___ Provided records ___

//! Durable job scheduling and execution.
//!
//! ```text
//! JobService (REST core)          JobWorker (tick)
//!     │                               │
//!     ▼                               ├─► Phase 1: reset stale RUNNING jobs
//! jobs table ◄──────────────────────  ├─► Phase 2: claim (FOR UPDATE SKIP LOCKED)
//! job_executions table ◄──────────    │       insert attempt, run action,
//!                                     │       commit outcome in one transaction
//!                                     └─► ActionRunner (webhook / quote fetch)
//! ```
//!
//! Concurrency is carried entirely by the database: a claimed row stays
//! locked until the claiming transaction commits, and other workers skip
//! locked rows instead of blocking on them.

mod action;
mod error;
mod execution;
mod job;
mod service;
mod worker;

pub use action::{
    resolve_action, ActionKind, ActionOutcome, ActionRunner, ExecutionSettings, HttpActionRunner,
};
pub use error::SchedulerError;
pub use execution::{ExecutionStatus, JobExecution};
pub use job::{Job, JobStatus, ScheduleType};
pub use service::{JobCreate, JobFilter, JobService};
pub use worker::{JobWorker, WorkerConfig};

___

Exercise: In the lines above, spot each one that contains the word "JobWorker" and copy it.

Task solution:
//! JobService (REST core)          JobWorker (tick)
pub use worker::{JobWorker, WorkerConfig};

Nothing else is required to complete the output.